__Work request__. Copy each line of the following data that contains "enum".

__Exercise inputs__.
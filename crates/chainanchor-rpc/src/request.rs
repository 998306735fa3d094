//! JSON-RPC 2.0 wire types.

use serde::{Deserialize, Serialize};
use serde_json::Value;

/// JSON-RPC request ID: a string, a number or null.
#[derive(Debug, Clone, PartialEq, Serialize, Deserialize)]
#[serde(untagged)]
pub enum RpcId {
    Number(u64),
    String(String),
    Null,
}

impl std::fmt::Display for RpcId {
    fn fmt(&self, f: &mut std::fmt::Formatter<'_>) -> std::fmt::Result {
        match self {
            Self::Number(n) => write!(f, "{n}"),
            Self::String(s) => write!(f, "{s}"),
            Self::Null => write!(f, "null"),
        }
    }
}

/// A JSON-RPC 2.0 request.
#[derive(Debug, Clone, Serialize, Deserialize)]
pub struct JsonRpcRequest {
    pub jsonrpc: String,
    pub method: String,
    pub params: Vec<Value>,
    pub id: RpcId,
}

impl JsonRpcRequest {
    /// Create a new JSON-RPC 2.0 request.
    pub fn new(id: u64, method: impl Into<String>, params: Vec<Value>) -> Self {
        Self {
            jsonrpc: "2.0".into(),
            method: method.into(),
            params,
            id: RpcId::Number(id),
        }
    }
}

/// A JSON-RPC 2.0 error object.
#[derive(Debug, Clone, PartialEq, Serialize, Deserialize)]
pub struct JsonRpcError {
    pub code: i64,
    pub message: String,
    #[serde(default, skip_serializing_if = "Option::is_none")]
    pub data: Option<Value>,
}

impl std::fmt::Display for JsonRpcError {
    fn fmt(&self, f: &mut std::fmt::Formatter<'_>) -> std::fmt::Result {
        write!(f, "JSON-RPC error {}: {}", self.code, self.message)
    }
}

/// A JSON-RPC 2.0 response.
#[derive(Debug, Clone, Serialize, Deserialize)]
pub struct JsonRpcResponse {
    pub jsonrpc: String,
    pub id: RpcId,
    #[serde(default, skip_serializing_if = "Option::is_none")]
    pub result: Option<Value>,
    #[serde(default, skip_serializing_if = "Option::is_none")]
    pub error: Option<JsonRpcError>,
}

impl JsonRpcResponse {
    /// A successful response carrying `result`.
    pub fn success(id: u64, result: Value) -> Self {
        Self {
            jsonrpc: "2.0".into(),
            id: RpcId::Number(id),
            result: Some(result),
            error: None,
        }
    }

    /// Unwrap the result value or return an error.
    pub fn into_result(self) -> Result<Value, JsonRpcError> {
        if let Some(err) = self.error {
            Err(err)
        } else {
            Ok(self.result.unwrap_or(Value::Null))
        }
    }
}

#[cfg(test)]
mod tests {
    use super::*;

    #[test]
    fn request_serialization() {
        let req = JsonRpcRequest::new(7, "eth_getBlockByNumber", vec!["0x10".into(), true.into()]);
        let json = serde_json::to_string(&req).unwrap();
        assert!(json.contains("\"jsonrpc\":\"2.0\""));
        assert!(json.contains("\"method\":\"eth_getBlockByNumber\""));
        assert!(json.contains("\"id\":7"));
    }

    #[test]
    fn error_response_without_data() {
        let raw = r#"{"jsonrpc":"2.0","id":1,"error":{"code":-32005,"message":"limit exceeded"}}"#;
        let resp: JsonRpcResponse = serde_json::from_str(raw).unwrap();
        let err = resp.into_result().unwrap_err();
        assert_eq!(err.code, -32005);
        assert!(err.data.is_none());
    }

    #[test]
    fn null_result_is_ok() {
        let raw = r#"{"jsonrpc":"2.0","id":"a","result":null}"#;
        let resp: JsonRpcResponse = serde_json::from_str(raw).unwrap();
        assert_eq!(resp.id, RpcId::String("a".into()));
        assert_eq!(resp.into_result().unwrap(), Value::Null);
    }
}
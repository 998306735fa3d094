//! Reward owed to the prover of a batch.
//!
//! `reward(n) = min(base + per_unit * n, cap)`, with `cap` optional. The same
//! function prices dry-run estimates and live submissions.

use alloy_primitives::U256;
use thiserror::Error;

#[derive(Debug, Error, PartialEq, Eq)]
pub enum RewardError {
    #[error("invalid token amount '{0}'")]
    InvalidAmount(String),

    #[error("amount '{amount}' has more than {decimals} decimal places")]
    TooPrecise { amount: String, decimals: u8 },
}

/// Linear reward with an optional ceiling, in raw token units.
#[derive(Debug, Clone, Copy, PartialEq, Eq, Default)]
pub struct RewardPolicy {
    pub base: U256,
    pub per_unit: U256,
    pub cap: Option<U256>,
}

impl RewardPolicy {
    pub fn new(base: U256, per_unit: U256, cap: Option<U256>) -> Self {
        Self { base, per_unit, cap }
    }

    /// Build from human-readable token amounts (e.g. `"1.5"`) scaled by
    /// `decimals`.
    pub fn from_decimal_strings(
        base: &str,
        per_unit: &str,
        cap: Option<&str>,
        decimals: u8,
    ) -> Result<Self, RewardError> {
        Ok(Self {
            base: parse_units(base, decimals)?,
            per_unit: parse_units(per_unit, decimals)?,
            cap: cap.map(|c| parse_units(c, decimals)).transpose()?,
        })
    }

    /// Reward for a batch with `units` transfers. Saturates instead of
    /// overflowing.
    pub fn reward(&self, units: u64) -> U256 {
        let uncapped = self
            .base
            .saturating_add(self.per_unit.saturating_mul(U256::from(units)));
        match self.cap {
            Some(cap) => uncapped.min(cap),
            None => uncapped,
        }
    }
}

/// Parse a non-negative decimal token amount into raw units.
pub fn parse_units(amount: &str, decimals: u8) -> Result<U256, RewardError> {
    let trimmed = amount.trim();
    let invalid = || RewardError::InvalidAmount(amount.to_string());

    let (whole, frac) = match trimmed.split_once('.') {
        Some((w, f)) => (w, f),
        None => (trimmed, ""),
    };
    if whole.is_empty() && frac.is_empty() {
        return Err(invalid());
    }
    let all_digits = |s: &str| s.bytes().all(|b| b.is_ascii_digit());
    if !all_digits(whole) || !all_digits(frac) {
        return Err(invalid());
    }
    if frac.len() > decimals as usize {
        return Err(RewardError::TooPrecise {
            amount: amount.to_string(),
            decimals,
        });
    }

    let digits = format!("{whole}{frac:0<width$}", width = decimals as usize);
    let digits = digits.trim_start_matches('0');
    if digits.is_empty() {
        return Ok(U256::ZERO);
    }
    U256::from_str_radix(digits, 10).map_err(|_| invalid())
}

/// Render raw units as a decimal token amount (`1500000000000000000`, 18 → `"1.5"`).
pub fn format_units(value: U256, decimals: u8) -> String {
    let raw = value.to_string();
    let decimals = decimals as usize;
    if decimals == 0 {
        return raw;
    }
    let padded = format!("{raw:0>width$}", width = decimals + 1);
    let (whole, frac) = padded.split_at(padded.len() - decimals);
    let frac = frac.trim_end_matches('0');
    if frac.is_empty() {
        whole.to_string()
    } else {
        format!("{whole}.{frac}")
    }
}
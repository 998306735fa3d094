//! Errors shared by the ingester, the ledger store and the submitter.

use thiserror::Error;

use crate::commitment::CommitmentError;

/// Pipeline error. Store backends flatten their driver errors into `Storage`.
#[derive(Debug, Error)]
pub enum IndexerError {
    #[error("RPC error: {0}")]
    Rpc(String),

    #[error("Storage error: {0}")]
    Storage(String),

    #[error("Reorg detected at block {block_number}: expected parent {expected}, got {actual}")]
    ReorgDetected {
        block_number: u64,
        expected: String,
        actual: String,
    },

    #[error("Commitment error: {0}")]
    Commitment(#[from] CommitmentError),
}

impl IndexerError {
    /// Recoverable by rolling back and re-ingesting.
    pub fn is_reorg(&self) -> bool {
        matches!(self, Self::ReorgDetected { .. })
    }
}
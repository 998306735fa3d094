//! `RpcTransport`: the seam between the pool and concrete clients.

use std::sync::atomic::{AtomicU64, Ordering};

use async_trait::async_trait;
use serde::de::DeserializeOwned;
use serde_json::Value;

use crate::error::TransportError;
use crate::request::{JsonRpcRequest, JsonRpcResponse};

static NEXT_REQUEST_ID: AtomicU64 = AtomicU64::new(1);

/// One upstream endpoint.
///
/// Implementations must be `Send + Sync` and are stored as
/// `Arc<dyn RpcTransport>` inside an [`EndpointPool`](crate::EndpointPool).
#[async_trait]
pub trait RpcTransport: Send + Sync + 'static {
    /// One request, one response. HTTP-level failures are errors; a JSON-RPC
    /// error object is returned inside the response.
    async fn send(&self, req: JsonRpcRequest) -> Result<JsonRpcResponse, TransportError>;

    /// Endpoint URL, used as the pool key in logs and metrics.
    fn url(&self) -> &str;
}

impl dyn RpcTransport {
    /// Call `method` and deserialize the result.
    ///
    /// A JSON-RPC error object in the response becomes [`TransportError::Rpc`].
    pub async fn call<T: DeserializeOwned>(
        &self,
        method: &str,
        params: Vec<Value>,
    ) -> Result<T, TransportError> {
        let id = NEXT_REQUEST_ID.fetch_add(1, Ordering::Relaxed);
        let resp = self.send(JsonRpcRequest::new(id, method, params)).await?;
        let result = resp.into_result().map_err(TransportError::Rpc)?;
        serde_json::from_value(result).map_err(TransportError::Deserialization)
    }
}
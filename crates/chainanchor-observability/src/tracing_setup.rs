//! Log subscriber setup for the `chainanchor` binary.

use serde::{Deserialize, Serialize};
use std::collections::HashMap;
use tracing_subscriber::{fmt, layer::SubscriberExt, util::SubscriberInitExt, EnvFilter};

/// `log:` section of the node config.
#[derive(Debug, Clone, Serialize, Deserialize)]
pub struct LogConfig {
    /// Default level for every target.
    #[serde(default = "default_level")]
    pub level: String,
    /// Per-crate levels, e.g. `chainanchor-rpc: debug`.
    #[serde(default)]
    pub components: HashMap<String, String>,
    /// One JSON object per line instead of text.
    #[serde(default)]
    pub json: bool,
}

fn default_level() -> String {
    "info".to_string()
}

impl Default for LogConfig {
    fn default() -> Self {
        Self {
            level: default_level(),
            components: HashMap::new(),
            json: false,
        }
    }
}

impl LogConfig {
    /// Filter directives, e.g. `"info,chainanchor_rpc=debug"`.
    ///
    /// Components are sorted so the directive string is stable.
    pub fn directives(&self) -> String {
        let mut components: Vec<_> = self.components.iter().collect();
        components.sort();

        let mut directives = self.level.clone();
        for (component, level) in components {
            directives.push_str(&format!(",{}={}", component.replace('-', "_"), level));
        }
        directives
    }
}

/// Install the global subscriber. Call once; an invalid directive string
/// falls back to `info`.
pub fn init_tracing(config: &LogConfig) {
    let filter = EnvFilter::try_new(config.directives())
        .unwrap_or_else(|_| EnvFilter::new("info"));

    if config.json {
        tracing_subscriber::registry()
            .with(filter)
            .with(fmt::layer().json())
            .init();
    } else {
        tracing_subscriber::registry()
            .with(filter)
            .with(fmt::layer())
            .init();
    }
}

#[cfg(test)]
mod tests {
    use super::*;

    #[test]
    fn directives_include_components() {
        let mut config = LogConfig::default();
        config.components.insert("chainanchor-rpc".into(), "debug".into());
        config.components.insert("chainanchor-indexer".into(), "trace".into());
        assert_eq!(
            config.directives(),
            "info,chainanchor_indexer=trace,chainanchor_rpc=debug"
        );
    }

    #[test]
    fn missing_fields_take_defaults() {
        let config: LogConfig = serde_yaml::from_str("json: true").unwrap();
        assert_eq!(config.level, "info");
        assert!(config.components.is_empty());
        assert!(config.json);
    }
}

__Solution__.
pub enum RpcId {
pub enum RewardError {
pub enum IndexerError {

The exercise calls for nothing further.